50 Kommunen zahlen Reichensteuer

Thüringer Gemeindekassen sehr unterschiedlich gefüllt

  • Sebastian Haak, Erfurt
  • Lesedauer: 3 Min.

Insgesamt 50 Gemeinden im gesamten Freistaat Thüringen geht es finanziell so gut, dass sie eine Umlage zahlen müssen, die gerne Reichensteuer genannt wird. Nach einer Aufstellung des Innenministeriums in Erfurt sind darunter Gemeinden aus fast allen Landkreisen im Freistaat.
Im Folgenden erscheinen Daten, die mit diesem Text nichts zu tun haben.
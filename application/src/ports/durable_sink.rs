//! Durable sink port
//!
//! Where a session's log goes when it is checkpointed or closed.

use async_trait::async_trait;
use conclave_domain::{LogRecord, SessionIdentity};
use thiserror::Error;

/// Errors that can occur while persisting a log
#[derive(Error, Debug)]
pub enum SinkError {
    #[error("I/O error: {0}")]
    Io(#[from] std::io::Error),

    #[error("Serialization error: {0}")]
    Serialization(String),

    #[error("Sink rejected the log: {0}")]
    Rejected(String),
}

/// Persistence capability for a session's message log
///
/// Every call receives the complete log so far. Implementations overwrite
/// what they stored for the same identity before.
#[async_trait]
pub trait DurableSink: Send + Sync {
    async fn persist(
        &self,
        records: &[LogRecord],
        identity: &SessionIdentity,
    ) -> Result<(), SinkError>;
}

/// Sink that discards everything, for tests and throwaway sessions
pub struct NoSink;

#[async_trait]
impl DurableSink for NoSink {
    async fn persist(
        &self,
        _records: &[LogRecord],
        _identity: &SessionIdentity,
    ) -> Result<(), SinkError> {
        Ok(())
    }
}
pub mod console;
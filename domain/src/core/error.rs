//! Domain error types

use thiserror::Error;

/// Domain-level errors
#[derive(Error, Debug, Clone, PartialEq, Eq)]
pub enum DomainError {
    #[error("Invalid payload kind: {0}")]
    InvalidPayloadKind(String),

    #[error("Participants requested as both speaker and bystander: {}", .0.join(", "))]
    AmbiguousRoleRequest(Vec<String>),

    #[error("Invalid message: {0}")]
    InvalidMessage(String),

    #[error("Operation cancelled")]
    Cancelled,
}

impl DomainError {
    /// Check if this error represents a cancellation
    pub fn is_cancelled(&self) -> bool {
        matches!(self, DomainError::Cancelled)
    }
}
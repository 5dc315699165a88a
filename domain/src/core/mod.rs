//! Core domain concepts shared across all subdomains.
//!
//! - [`identity::SessionIdentity`]: name under which a session is recorded
//! - [`participant::ParticipantId`]: identity of a conversation participant
//! - [`participant::Pronouns`]: cosmetic pronouns for generated text
//! - [`error::DomainError`]: domain-level errors

pub mod error;
pub mod identity;
pub mod participant;
pub mod string;
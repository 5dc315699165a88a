//! Turn scheduling: rounds of speaker contributions

use super::{ConversationSession, SessionError};
use conclave_domain::ParticipantId;
use tracing::{debug, info, warn};

impl ConversationSession {
    /// Run one round.
    ///
    /// Every speaker, in registration order as of the start of the round, is
    /// asked to produce once. Produced messages are broadcast and appended
    /// before the next speaker is asked. Returns the number of messages
    /// appended.
    pub async fn step(&mut self) -> Result<usize, SessionError> {
        self.ensure_open()?;
        let result = self.run_round().await;
        self.settle(result)
    }

    /// Run exactly `rounds` rounds, with no early exit.
    ///
    /// Returns the number of messages appended across all rounds.
    pub async fn converse(&mut self, rounds: usize) -> Result<usize, SessionError> {
        let mut appended = 0;
        for _ in 0..rounds {
            appended += self.step().await?;
        }
        Ok(appended)
    }

    /// Let one current member produce once, outside of any round.
    ///
    /// Returns the log position of the produced message, or `None` if the
    /// participant had nothing to say. The round counter does not move.
    pub async fn turn(&mut self, id: &ParticipantId) -> Result<Option<usize>, SessionError> {
        self.ensure_open()?;
        let result = self.take_turn(id).await;
        self.settle(result)
    }

    async fn take_turn(&mut self, id: &ParticipantId) -> Result<Option<usize>, SessionError> {
        let Some(participant) = self.roster.get(id).cloned() else {
            return Err(SessionError::UnknownParticipant(id.clone()));
        };

        match self.guarded(id, participant.produce()).await? {
            Some(message) => Ok(Some(self.post(message).await?)),
            None => {
                debug!("{} passed on a turn", id);
                Ok(None)
            }
        }
    }

    pub(super) async fn run_round(&mut self) -> Result<usize, SessionError> {
        let round = self.rounds_completed + 1;
        let speakers = self.registry.speakers().to_vec();

        debug!(
            "Session '{}' round {}: {} speaker(s)",
            self.identity,
            round,
            speakers.len()
        );
        self.progress.on_round_start(round, &speakers);

        let mut appended = 0;
        for id in &speakers {
            let Some(speaker) = self.roster.get(id).cloned() else {
                return Err(SessionError::UnknownParticipant(id.clone()));
            };

            let produced = self.guarded(id, speaker.produce()).await?;
            match produced {
                Some(message) => {
                    self.post(message).await?;
                    appended += 1;
                }
                None => debug!("{} had nothing to say in round {}", id, round),
            }
        }

        self.rounds_completed = round;
        self.progress.on_round_complete(round);
        info!(
            "Session '{}' completed round {} ({} message(s))",
            self.identity, round, appended
        );

        self.checkpoint().await;
        Ok(appended)
    }

    /// Persist the log if a checkpoint is due. Failures only warn.
    async fn checkpoint(&self) {
        if !self.params.checkpoint_due(self.rounds_completed) {
            return;
        }

        let records = self.log.to_serializable();
        match self.sink.persist(&records, &self.identity).await {
            Ok(()) => debug!(
                "Checkpointed session '{}' after round {}",
                self.identity, self.rounds_completed
            ),
            Err(e) => warn!(
                "Checkpoint of session '{}' after round {} failed: {}",
                self.identity, self.rounds_completed, e
            ),
        }
    }
}
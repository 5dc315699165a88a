//! Configuration file loading for conclave
//!
//! This module handles file I/O and merging of configuration from multiple sources.
//! The priority order (highest to lowest):
//!
//! 1. `CONCLAVE_*` environment variables
//! 2. `--config <path>` specified file
//! 3. Project root: `./conclave.toml` or `./.conclave.toml`
//! 4. XDG config: `$XDG_CONFIG_HOME/conclave/config.toml`
//! 5. Fallback: `~/.config/conclave/config.toml`
//! 6. Default values

mod cast;
mod file_config;
mod loader;

pub use cast::{Cast, CastError};
pub use file_config::{
    FileConfig, FileOutputConfig, FileOutputFormat, FileParticipantConfig, FileQueryConfig,
    FileRole, FileSessionConfig,
};
pub use loader::ConfigLoader;
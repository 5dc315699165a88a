//! Session configuration from TOML (`[session]` section)

use conclave_application::SessionParams;
use serde::{Deserialize, Serialize};

/// Raw session configuration from TOML
#[derive(Debug, Clone, PartialEq, Eq, Serialize, Deserialize)]
#[serde(default)]
pub struct FileSessionConfig {
    /// Session name; also names the output directory
    pub name: String,
    /// Directory transcripts are written under
    pub output_dir: String,
    /// Round cap for termination checks
    pub max_rounds: usize,
    /// Fixed number of rounds when no queries are configured
    pub rounds: Option<usize>,
    /// Post each termination answer as a message
    pub echo_decisions: bool,
    /// Persist every N rounds
    pub checkpoint_every: Option<usize>,
    pub initial_message: Option<String>,
    pub final_message: Option<String>,
    pub early_termination_notice: Option<String>,
}

impl Default for FileSessionConfig {
    fn default() -> Self {
        Self {
            name: "conversation".to_string(),
            output_dir: "conversations".to_string(),
            max_rounds: 10,
            rounds: None,
            echo_decisions: false,
            checkpoint_every: None,
            initial_message: None,
            final_message: None,
            early_termination_notice: None,
        }
    }
}

impl FileSessionConfig {
    pub fn to_params(&self) -> SessionParams {
        let mut params = SessionParams::default()
            .with_max_rounds(self.max_rounds)
            .with_echo_decisions(self.echo_decisions)
            .with_checkpoint_every(self.checkpoint_every);
        if let Some(message) = &self.initial_message {
            params = params.with_initial_message(message);
        }
        if let Some(message) = &self.final_message {
            params = params.with_final_message(message);
        }
        if let Some(notice) = &self.early_termination_notice {
            params = params.with_early_termination_notice(notice);
        }
        params
    }

    /// Rounds to run when conversing without termination queries
    pub fn fixed_rounds(&self) -> usize {
        self.rounds.unwrap_or(self.max_rounds)
    }
}

#[cfg(test)]
mod tests {
    use super::*;

    #[test]
    fn test_to_params() {
        let config = FileSessionConfig {
            max_rounds: 4,
            echo_decisions: true,
            checkpoint_every: Some(2),
            final_message: Some("bye".to_string()),
            ..FileSessionConfig::default()
        };

        let params = config.to_params();
        assert_eq!(params.max_rounds, 4);
        assert!(params.echo_decisions);
        assert_eq!(params.checkpoint_every, Some(2));
        assert_eq!(params.final_message.as_deref(), Some("bye"));
        assert!(params.initial_message.is_none());
    }

    #[test]
    fn test_fixed_rounds_falls_back_to_cap() {
        let mut config = FileSessionConfig::default();
        assert_eq!(config.fixed_rounds(), 10);
        config.rounds = Some(2);
        assert_eq!(config.fixed_rounds(), 2);
    }
}
//! Raw TOML configuration data types
//!
//! These structs represent the exact structure of the TOML config file.
//! They are deserialized directly; enum-like fields stay strings here and are
//! parsed (and reported on) by [`FileConfig::validate`].

mod output;
mod participants;
mod session;

pub use output::{FileOutputConfig, FileOutputFormat};
pub use participants::{FileParticipantConfig, FileQueryConfig, FileRole};
pub use session::FileSessionConfig;

use conclave_domain::{ConfigIssue, ConfigIssueCode, ParticipantId};
use serde::{Deserialize, Serialize};
use std::collections::HashSet;

/// Complete file configuration (raw TOML structure)
#[derive(Debug, Clone, Default, PartialEq, Eq, Serialize, Deserialize)]
#[serde(default)]
pub struct FileConfig {
    /// Session settings
    pub session: FileSessionConfig,
    /// Output settings
    pub output: FileOutputConfig,
    /// Everyone who can take part
    pub participants: Vec<FileParticipantConfig>,
    /// Termination queries asked after every round
    pub queries: Vec<FileQueryConfig>,
}

impl FileConfig {
    /// Validate the entire configuration, returning all detected issues.
    ///
    /// This is the single entry point for config validation. It checks:
    /// 1. Duplicate, reserved and blank participant names
    /// 2. Enum parse failures (role, decide, pronouns, rule)
    /// 3. Group members and query evaluators that name no participant
    /// 4. Speakers with nothing to say, and sessions with no speaker
    pub fn validate(&self) -> Vec<ConfigIssue> {
        let mut issues = Vec::new();

        // 1. Names
        let mut seen = HashSet::new();
        for participant in &self.participants {
            if participant.name.trim().is_empty() || participant.name == ParticipantId::SYSTEM {
                issues.push(ConfigIssue::error(
                    ConfigIssueCode::ReservedName {
                        name: participant.name.clone(),
                    },
                    format!(
                        "participant name '{}' is reserved for session announcements",
                        participant.name
                    ),
                ));
            }
            if !seen.insert(participant.name.as_str()) {
                issues.push(ConfigIssue::error(
                    ConfigIssueCode::DuplicateParticipant {
                        name: participant.name.clone(),
                    },
                    format!("participant '{}' is defined more than once", participant.name),
                ));
            }
        }

        // 2. Enum parse validation
        for participant in &self.participants {
            issues.extend(participant.parse_role().1);
            issues.extend(participant.parse_policy().1);
            issues.extend(participant.parse_pronouns().1);
            issues.extend(participant.parse_rule().1);
        }

        // 3. References
        for participant in self.participants.iter().filter(|p| p.is_group()) {
            for member in &participant.members {
                if !seen.contains(member.as_str()) || member == &participant.name {
                    issues.push(unknown_participant(
                        member,
                        format!("group '{}'", participant.name),
                    ));
                }
            }
        }
        for (i, query) in self.queries.iter().enumerate() {
            for evaluator in &query.evaluators {
                if !seen.contains(evaluator.as_str()) {
                    issues.push(unknown_participant(evaluator, format!("queries[{}]", i)));
                }
            }
        }

        // 4. Speakers, counting only roles that parsed
        let roles: Vec<Result<FileRole, String>> =
            self.participants.iter().map(|p| p.role.parse()).collect();
        let speakers: Vec<&FileParticipantConfig> = self
            .participants
            .iter()
            .zip(&roles)
            .filter(|(_, role)| matches!(role, Ok(FileRole::Speaker)))
            .map(|(p, _)| p)
            .collect();
        for speaker in speakers.iter().filter(|p| !p.is_group() && p.lines.is_empty()) {
            issues.push(ConfigIssue::warning(
                ConfigIssueCode::EmptyScript {
                    name: speaker.name.clone(),
                },
                format!("speaker '{}' has no lines and will stay silent", speaker.name),
            ));
        }
        if !self.participants.is_empty() && speakers.is_empty() && roles.iter().all(Result::is_ok) {
            issues.push(ConfigIssue::warning(
                ConfigIssueCode::NoSpeakers,
                "no participant has the speaker role; rounds will be empty",
            ));
        }

        issues
    }
}

fn unknown_participant(name: &str, referrer: String) -> ConfigIssue {
    ConfigIssue::error(
        ConfigIssueCode::UnknownParticipant {
            name: name.to_string(),
        },
        format!("{} refers to unknown participant '{}'", referrer, name),
    )
}

#[cfg(test)]
mod tests {
    use super::*;
    use conclave_domain::Severity;

    #[test]
    fn test_deserialize_full_config() {
        let toml_str = r#"
[session]
name = "Design Review"
max_rounds = 4
echo_decisions = true

[output]
formats = ["markdown"]

[[participants]]
name = "Ada"
pronouns = "she/her"
lines = ["Let's cache it.", "Fine by me."]

[[participants]]
name = "Linus"
lines = ["Caching is hard."]
decide = "after:2"

[[participants]]
name = "Observer"
role = "bystander"

[[queries]]
evaluators = ["Ada", "Linus"]
prompt = "Have we agreed?"
"#;

        let config: FileConfig = toml::from_str(toml_str).unwrap();
        assert_eq!(config.session.name, "Design Review");
        assert_eq!(config.session.max_rounds, 4);
        assert!(config.session.echo_decisions);
        assert_eq!(config.output.formats, vec![FileOutputFormat::Markdown]);
        assert_eq!(config.participants.len(), 3);
        assert_eq!(config.participants[1].decide, "after:2");
        assert_eq!(config.participants[2].role, "bystander");
        assert_eq!(config.queries[0].evaluators, vec!["Ada", "Linus"]);
        assert!(config.validate().is_empty());
    }

    #[test]
    fn test_deserialize_partial_config() {
        let toml_str = r#"
[session]
rounds = 3
"#;

        let config: FileConfig = toml::from_str(toml_str).unwrap();
        assert_eq!(config.session.rounds, Some(3));
        // Defaults should apply
        assert_eq!(config.session.name, "conversation");
        assert_eq!(config.output.formats, vec![FileOutputFormat::Json]);
        assert!(config.participants.is_empty());
    }

    #[test]
    fn test_validate_default_config() {
        assert!(FileConfig::default().validate().is_empty());
    }

    #[test]
    fn test_validate_reports_every_problem() {
        let toml_str = r#"
[[participants]]
name = "Ada"
role = "chair"

[[participants]]
name = "Ada"
lines = ["hi"]

[[participants]]
name = "Panel"
members = ["Ada", "Ghost"]

[[queries]]
evaluators = ["Nobody"]
prompt = "Done?"
"#;

        let config: FileConfig = toml::from_str(toml_str).unwrap();
        let issues = config.validate();
        let codes: Vec<&ConfigIssueCode> = issues.iter().map(|i| &i.code).collect();

        assert!(codes.contains(&&ConfigIssueCode::DuplicateParticipant {
            name: "Ada".to_string()
        }));
        assert!(codes.contains(&&ConfigIssueCode::UnknownParticipant {
            name: "Ghost".to_string()
        }));
        assert!(codes.contains(&&ConfigIssueCode::UnknownParticipant {
            name: "Nobody".to_string()
        }));
        assert!(codes
            .iter()
            .any(|c| matches!(c, ConfigIssueCode::InvalidEnumValue { value, .. } if value == "chair")));
        assert!(issues.iter().all(|i| i.severity == Severity::Error));
    }

    #[test]
    fn test_unknown_role_is_not_treated_as_speaker() {
        let config = FileConfig {
            participants: vec![FileParticipantConfig {
                name: "Ada".to_string(),
                role: "chair".to_string(),
                ..FileParticipantConfig::default()
            }],
            ..FileConfig::default()
        };

        let issues = config.validate();
        assert_eq!(issues.len(), 1);
        assert!(issues[0].is_error());
        assert!(matches!(
            &issues[0].code,
            ConfigIssueCode::InvalidEnumValue { value, .. } if value == "chair"
        ));
    }

    #[test]
    fn test_validate_rejects_reserved_names() {
        let config = FileConfig {
            participants: vec![
                FileParticipantConfig {
                    name: "System".to_string(),
                    lines: vec!["I am the session".to_string()],
                    ..FileParticipantConfig::default()
                },
                FileParticipantConfig {
                    name: "  ".to_string(),
                    lines: vec!["hello?".to_string()],
                    ..FileParticipantConfig::default()
                },
                FileParticipantConfig {
                    name: "system".to_string(),
                    lines: vec!["lowercase is fine".to_string()],
                    ..FileParticipantConfig::default()
                },
            ],
            ..FileConfig::default()
        };

        let issues = config.validate();
        let reserved: Vec<&ConfigIssueCode> = issues
            .iter()
            .filter(|i| i.is_error())
            .map(|i| &i.code)
            .collect();
        assert_eq!(
            reserved,
            vec![
                &ConfigIssueCode::ReservedName {
                    name: "System".to_string()
                },
                &ConfigIssueCode::ReservedName {
                    name: "  ".to_string()
                },
            ]
        );
    }

    #[test]
    fn test_validate_warns_about_silent_speakers() {
        let config = FileConfig {
            participants: vec![FileParticipantConfig {
                name: "Mute".to_string(),
                ..FileParticipantConfig::default()
            }],
            ..FileConfig::default()
        };

        let issues = config.validate();
        assert_eq!(issues.len(), 1);
        assert!(!issues[0].is_error());
        assert_eq!(
            issues[0].code,
            ConfigIssueCode::EmptyScript {
                name: "Mute".to_string()
            }
        );
    }

    #[test]
    fn test_validate_warns_without_speakers() {
        let config = FileConfig {
            participants: vec![FileParticipantConfig {
                name: "Judge".to_string(),
                role: "evaluator".to_string(),
                ..FileParticipantConfig::default()
            }],
            ..FileConfig::default()
        };

        let issues = config.validate();
        assert_eq!(issues.len(), 1);
        assert_eq!(issues[0].code, ConfigIssueCode::NoSpeakers);
    }
}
Zusammen müssen diese Kommunen im laufenden Jahr etwa 9,6 Millionen Euro Reichensteuer zahlen. Die Zahlen belegen, welche große Unterschiede es im Land bei der finanziellen Lage der einzelnen Kommunen gibt. Vertreter des rot-rot-grünen Regierungsbündnisses hatten in der Vergangenheit immer wieder erklärt, es sei ein zentrales Ziel der Koalition, diese Unterschiede im Rahmen einer Reform des Kommunalen Finanzausgleichs zu nivellieren.

Den höchsten Reichensteuer-Einzelbetrag unter den 50 Kommunen muss der Aufstellung zufolge die Gemeinde Amt Wachsenburg im Ilmkreis zahlen. Auf Basis der Daten von 2014 hat das Finanzministerium für die Kommune eine Zahllast von etwa 2,2 Millionen Euro errechnet. Mehrere andere Gemeinden müssen etwa 1,1 bis 1,4 Millionen Euro Reichensteuer zahlen: Unterbreizbach im Wartburgkreis, Großheringen im Weimarer Land und Unterwellenborn im Landkreis Saalfeld Rudolstadt. Selbst im Dauer-Pleite-Kreis Unstrut-Hainich hat eine Kommune Reichensteuer zu zahlen: die Gemeinde Malterode muss den Angaben des Innenressorts zufolge fast 10 000 Euro überweisen.

Die Mehrzahl der entsprechenden Kommunen muss jeweils mehrere Zehntausend oder einige Hunderttausend Euro aus dem Kommunalhaushalt abführen. In der Regel sind Kommunen dann besonders finanzstark, wenn auf ihrer Gemarkung große Unternehmen zu finden sind.

Diese kommunale Reichensteuer wird im Fachdeutsch Finanzausgleichsumlage genannt. Sie wird dann fällig, wenn die Finanzkraft einer Kommune einen bestimmten Kennwert übersteigt. Das Geld, das diese wohlhabenden Gemeinden zahlen müssen, fließt dann in jenen Topf - die Finanzausgleichsmasse. Aus diesem Topf heraus die Kommunen im Freistaat nach bestimmten Schlüsseln Geld erhalten.

Nach Angaben des Innenministeriums hat sich die Mehrheit der Gemeinden offenbar damit abgefunden, einen Teil ihrer Finanzkraft mit den anderen Kommunen in Thüringen so teilen zu müssen, so wie dies das Finanzministerium errechnet hat. Nur zwei Gemeinden - Nohra im Weimarer Land und Petersberg im Saale-Holzland-Kreis - hätten gegen die entsprechenden Bescheide Verwaltungsklagen eingereicht, heißt es in einem Schreiben des Innenministeriums an den LINKE-Abgeordneten Frank Kuschel. Nohra soll den Angaben nach etwa 304 000 Euro Finanzausgleichsumlage zahlen, Petersberg etwa 70 000 Euro.

Da die Zahl aller Gemeinden in Thüringen derzeit bei etwa 850 liegt, ist der Kreis der sehr wohlhabenden Kommunen mit 50 zwar relativ gesehen ziemlich klein. Der genauere Blick auf die betreffenden Gemeinden macht aber aus Sicht der Befürworter einer Gebietsreform sichtbar, wie dringend Thüringen auch wegen der unterschiedlichen Finanzkraft der Kommunen eine solche Reform braucht - und wie sehr das Land dabei darauf achten muss, dass keine Abwehrzusammenschlüsse vor allem gegen größere Städte entstehen. So war die finanzstarke Gemeinde Amt Wachsenburg vor einigen Jahren fast schon ausdrücklich als Zusammenschluss von mehreren Gemeinden gegen das finanziell angeschlagene Arnstadt entstanden.